──────── MATERIAL TO PROCESS ────────
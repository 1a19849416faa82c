//! Contract-enforcement validators used by every mutating entrypoint.

use clawlets_store::models::{
    EventLevel, GatewaySummary, HostSummary, RunEvent, RunEventMeta,
};
use serde::Deserialize;
use uuid::Uuid;

use crate::error::EngineError;
use crate::redact::redact_message;

/// Keys that may never appear in a job payload, at any depth.
const SECRET_LIKE_KEYS: &[&str] = &[
    "value",
    "token",
    "key",
    "password",
    "secret",
    "apikey",
    "privatekey",
];

/// Job kinds must match `^[A-Za-z0-9._-]+$`.
const MAX_JOB_KIND_LEN: usize = 64;

/// Stored run-event messages are clamped to this many characters.
const MAX_EVENT_MESSAGE_LEN: usize = 2048;

/// At most this many run events per append batch.
pub const MAX_RUN_EVENTS_PER_BATCH: usize = 200;

const MAX_SUMMARY_COUNT: i64 = 10_000;
const MAX_SUMMARY_ARRAY_LEN: usize = 256;
const MAX_SUMMARY_ENTRY_LEN: usize = 128;

/// Trim and bound a required string; control characters are rejected.
pub fn ensure_bounded_string(
    value: &str,
    field: &str,
    max: usize,
) -> Result<String, EngineError> {
    let trimmed = value.trim();
    if trimmed.is_empty() {
        return Err(EngineError::Conflict(format!("{field} must not be empty")));
    }
    if trimmed.chars().count() > max {
        return Err(EngineError::Conflict(format!(
            "{field} exceeds {max} characters"
        )));
    }
    if trimmed.chars().any(char::is_control) {
        return Err(EngineError::Conflict(format!(
            "{field} contains control characters"
        )));
    }
    Ok(trimmed.to_owned())
}

/// Optional variant of [`ensure_bounded_string`].
pub fn ensure_bounded_string_opt(
    value: Option<&str>,
    field: &str,
    max: usize,
) -> Result<Option<String>, EngineError> {
    value
        .map(|v| ensure_bounded_string(v, field, max))
        .transpose()
}

/// Validate and normalize a job kind (`^[A-Za-z0-9._-]+$`, bounded).
pub fn validate_job_kind(kind: &str) -> Result<String, EngineError> {
    let kind = ensure_bounded_string(kind, "kind", MAX_JOB_KIND_LEN)?;
    let valid = kind
        .chars()
        .all(|c| c.is_ascii_alphanumeric() || matches!(c, '.' | '_' | '-'));
    if !valid {
        return Err(EngineError::Conflict(format!(
            "kind '{kind}' contains characters outside [A-Za-z0-9._-]"
        )));
    }
    Ok(kind)
}

/// Walk a JSON payload and reject any object key whose lowercased trimmed
/// name is in the banned secret-like set. This is the pre-insert filter
/// behind the no-plaintext-secrets-at-rest invariant.
pub fn assert_no_secret_like_keys(payload: &serde_json::Value) -> Result<(), EngineError> {
    match payload {
        serde_json::Value::Object(map) => {
            for (key, value) in map {
                let normalized = key.trim().to_ascii_lowercase();
                if SECRET_LIKE_KEYS.contains(&normalized.as_str()) {
                    return Err(EngineError::Conflict(format!(
                        "payload must not carry secret-like key '{key}'"
                    )));
                }
                assert_no_secret_like_keys(value)?;
            }
            Ok(())
        }
        serde_json::Value::Array(items) => {
            for item in items {
                assert_no_secret_like_keys(item)?;
            }
            Ok(())
        }
        _ => Ok(()),
    }
}

/// Per-kind payload policy. Known deployment kinds constrain their
/// payload shape; unknown kinds accept any non-secret object.
pub fn validate_payload_for_kind(
    kind: &str,
    payload: Option<&serde_json::Value>,
) -> Result<(), EngineError> {
    let Some(payload) = payload else {
        return Ok(());
    };
    let Some(map) = payload.as_object() else {
        return Err(EngineError::Conflict(
            "payload_meta must be a JSON object".to_owned(),
        ));
    };
    match kind {
        "host_deploy" | "infra_apply" => {
            let host = map.get("host").and_then(serde_json::Value::as_str);
            match host {
                Some(host) => {
                    ensure_bounded_string(host, "payload_meta.host", 253)?;
                }
                None => {
                    return Err(EngineError::Conflict(format!(
                        "kind '{kind}' requires a 'host' string in payload_meta"
                    )));
                }
            }
        }
        "project_init" | "project_import" => {
            for key in map.keys() {
                if !matches!(key.as_str(), "source" | "branch" | "subpath") {
                    return Err(EngineError::Conflict(format!(
                        "kind '{kind}' does not accept payload key '{key}'"
                    )));
                }
            }
        }
        _ => {}
    }
    Ok(())
}

/// Validate a sealed-input envelope: non-empty base64url, no padding, at
/// most 2 MiB. The control-character ban falls out of the charset.
pub fn validate_sealed_envelope(sealed_b64: &str) -> Result<(), EngineError> {
    if sealed_b64.is_empty() {
        return Err(EngineError::Conflict(
            "sealed input must not be empty".to_owned(),
        ));
    }
    if sealed_b64.len() > 2 * 1024 * 1024 {
        return Err(EngineError::Conflict(
            "sealed input exceeds 2 MiB".to_owned(),
        ));
    }
    let valid = sealed_b64
        .chars()
        .all(|c| c.is_ascii_alphanumeric() || matches!(c, '_' | '-'));
    if !valid {
        return Err(EngineError::Conflict(
            "sealed input is not base64url".to_owned(),
        ));
    }
    Ok(())
}

/// Validate a repo-relative path: no leading `/`, no drive prefix, no `..`
/// segments, no control characters.
pub fn validate_repo_path(path: &str, field: &str) -> Result<String, EngineError> {
    let path = ensure_bounded_string(path, field, 512)?;
    if path.starts_with('/') || path.starts_with('\\') {
        return Err(EngineError::Conflict(format!("{field} must be relative")));
    }
    if path.len() >= 2 && path.as_bytes()[1] == b':' {
        return Err(EngineError::Conflict(format!(
            "{field} must not carry a drive prefix"
        )));
    }
    if path.split(['/', '\\']).any(|segment| segment == "..") {
        return Err(EngineError::Conflict(format!(
            "{field} must not contain '..' segments"
        )));
    }
    Ok(path)
}

fn clamp_count(value: i64) -> i64 {
    value.clamp(0, MAX_SUMMARY_COUNT)
}

fn clamp_ports(ports: &[i64]) -> Vec<u16> {
    ports
        .iter()
        .take(MAX_SUMMARY_ARRAY_LEN)
        .filter_map(|p| u16::try_from(*p).ok().filter(|p| *p >= 1))
        .collect()
}

fn clamp_entries(entries: &[String]) -> Vec<String> {
    entries
        .iter()
        .take(MAX_SUMMARY_ARRAY_LEN)
        .map(|e| e.trim().chars().take(MAX_SUMMARY_ENTRY_LEN).collect())
        .filter(|e: &String| !e.is_empty())
        .collect()
}

/// Raw host summary as reported by a runner, before clamping.
#[derive(Debug, Clone, Default, Deserialize)]
#[serde(deny_unknown_fields, rename_all = "camelCase")]
pub struct RawHostSummary {
    #[serde(default)]
    pub service_count: i64,
    #[serde(default)]
    pub container_count: i64,
    #[serde(default)]
    pub open_ports: Vec<i64>,
    #[serde(default)]
    pub roles: Vec<String>,
}

/// Clip counts to `[0, 10 000]`, ports to `[1, 65 535]`, arrays to their
/// first 256 entries with each entry bounded.
#[must_use]
pub fn sanitize_desired_host_summary(raw: &RawHostSummary) -> HostSummary {
    HostSummary {
        service_count: clamp_count(raw.service_count),
        container_count: clamp_count(raw.container_count),
        open_ports: clamp_ports(&raw.open_ports),
        roles: clamp_entries(&raw.roles),
    }
}

/// Raw gateway summary as reported by a runner, before clamping.
#[derive(Debug, Clone, Default, Deserialize)]
#[serde(deny_unknown_fields, rename_all = "camelCase")]
pub struct RawGatewaySummary {
    #[serde(default)]
    pub endpoint_count: i64,
    #[serde(default)]
    pub listen_ports: Vec<i64>,
    #[serde(default)]
    pub networks: Vec<String>,
}

/// Gateway-side counterpart of [`sanitize_desired_host_summary`].
#[must_use]
pub fn sanitize_desired_gateway_summary(raw: &RawGatewaySummary) -> GatewaySummary {
    GatewaySummary {
        endpoint_count: clamp_count(raw.endpoint_count),
        listen_ports: clamp_ports(&raw.listen_ports),
        networks: clamp_entries(&raw.networks),
    }
}

/// A run event as submitted by a runner.
#[derive(Debug, Clone, Deserialize)]
pub struct RunEventInput {
    pub level: EventLevel,
    pub message: String,
    #[serde(default)]
    pub ts: Option<chrono::DateTime<chrono::Utc>>,
    #[serde(default)]
    pub meta: Option<RunEventMeta>,
}

/// Sanitize up to 200 runner-reported events for storage: trim and redact
/// messages, clamp length, and validate exit-code metadata. The phase tag
/// set is closed at the type level.
pub fn sanitize_runner_run_events_for_storage(
    project_id: Uuid,
    run_id: Uuid,
    events: &[RunEventInput],
    now: chrono::DateTime<chrono::Utc>,
) -> Result<Vec<RunEvent>, EngineError> {
    if events.len() > MAX_RUN_EVENTS_PER_BATCH {
        return Err(EngineError::Conflict(format!(
            "at most {MAX_RUN_EVENTS_PER_BATCH} events per batch"
        )));
    }
    let mut sanitized = Vec::with_capacity(events.len());
    for event in events {
        if let Some(RunEventMeta::Exit { code }) = event.meta {
            if !(-1..=255).contains(&code) {
                return Err(EngineError::Conflict(format!(
                    "exit code {code} outside [-1, 255]"
                )));
            }
        }
        let message: String = redact_message(event.message.trim())
            .chars()
            .take(MAX_EVENT_MESSAGE_LEN)
            .collect();
        sanitized.push(RunEvent {
            id: Uuid::new_v4(),
            project_id,
            run_id,
            ts: event.ts.unwrap_or(now),
            level: event.level,
            message,
            meta: event.meta,
        });
    }
    Ok(sanitized)
}

#[cfg(test)]
mod tests {
    use super::*;
    use serde_json::json;

    #[test]
    fn job_kind_charset_is_enforced() {
        assert!(validate_job_kind("host_deploy").is_ok());
        assert!(validate_job_kind("a.b-c_9").is_ok());
        assert!(validate_job_kind("bad kind").is_err());
        assert!(validate_job_kind("").is_err());
    }

    #[test]
    fn secret_like_keys_are_rejected_at_any_depth() {
        assert!(assert_no_secret_like_keys(&json!({"foo": 1})).is_ok());
        assert!(assert_no_secret_like_keys(&json!({"Token ": "x"})).is_err());
        assert!(assert_no_secret_like_keys(&json!({"nested": {"password": "x"}})).is_err());
        assert!(assert_no_secret_like_keys(&json!([{"apikey": "x"}])).is_err());
    }

    #[test]
    fn payload_policy_checks_known_kinds() {
        assert!(validate_payload_for_kind("host_deploy", Some(&json!({"host": "web-1"}))).is_ok());
        assert!(validate_payload_for_kind("host_deploy", Some(&json!({"foo": 1}))).is_err());
        assert!(
            validate_payload_for_kind("project_import", Some(&json!({"source": "git"}))).is_ok()
        );
        assert!(
            validate_payload_for_kind("project_import", Some(&json!({"host": "web-1"}))).is_err()
        );
        assert!(validate_payload_for_kind("custom", Some(&json!({"anything": 1}))).is_ok());
    }

    #[test]
    fn sealed_envelope_charset_and_bounds() {
        assert!(validate_sealed_envelope("abc_DEF-123").is_ok());
        assert!(validate_sealed_envelope("").is_err());
        assert!(validate_sealed_envelope("not base64url!").is_err());
        assert!(validate_sealed_envelope("has=padding").is_err());
    }

    #[test]
    fn repo_paths_are_relative_and_clean() {
        assert!(validate_repo_path("deploy/app", "path").is_ok());
        assert!(validate_repo_path("/etc/passwd", "path").is_err());
        assert!(validate_repo_path("C:\\temp", "path").is_err());
        assert!(validate_repo_path("a/../b", "path").is_err());
    }

    #[test]
    fn summaries_are_clamped() {
        let raw = RawHostSummary {
            service_count: 1_000_000,
            container_count: -5,
            open_ports: vec![0, 80, 443, 70_000],
            roles: vec!["web".to_owned(); 400],
        };
        let summary = sanitize_desired_host_summary(&raw);
        assert_eq!(summary.service_count, 10_000);
        assert_eq!(summary.container_count, 0);
        assert_eq!(summary.open_ports, vec![80, 443]);
        assert_eq!(summary.roles.len(), 256);
    }

    #[test]
    fn run_events_are_redacted_and_clamped() {
        let project = Uuid::new_v4();
        let run = Uuid::new_v4();
        let events = vec![RunEventInput {
            level: EventLevel::Info,
            message: format!("token=abc {}", "x".repeat(5000)),
            ts: None,
            meta: Some(RunEventMeta::Exit { code: 0 }),
        }];
        let out =
            sanitize_runner_run_events_for_storage(project, run, &events, chrono::Utc::now())
                .unwrap();
        assert!(out[0].message.starts_with("token=[REDACTED]"));
        assert!(out[0].message.chars().count() <= 2048);

        let bad = vec![RunEventInput {
            level: EventLevel::Error,
            message: "exit".to_owned(),
            ts: None,
            meta: Some(RunEventMeta::Exit { code: 400 }),
        }];
        assert!(
            sanitize_runner_run_events_for_storage(project, run, &bad, chrono::Utc::now())
                .is_err()
        );
    }
}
────────
WORK REQUEST: Within the data above, filter for lines containing the word "exceeds" and copy each one.

SOLVED PROBLEM:
            "{field} exceeds {max} characters"
            "sealed input exceeds 2 MiB".to_owned(),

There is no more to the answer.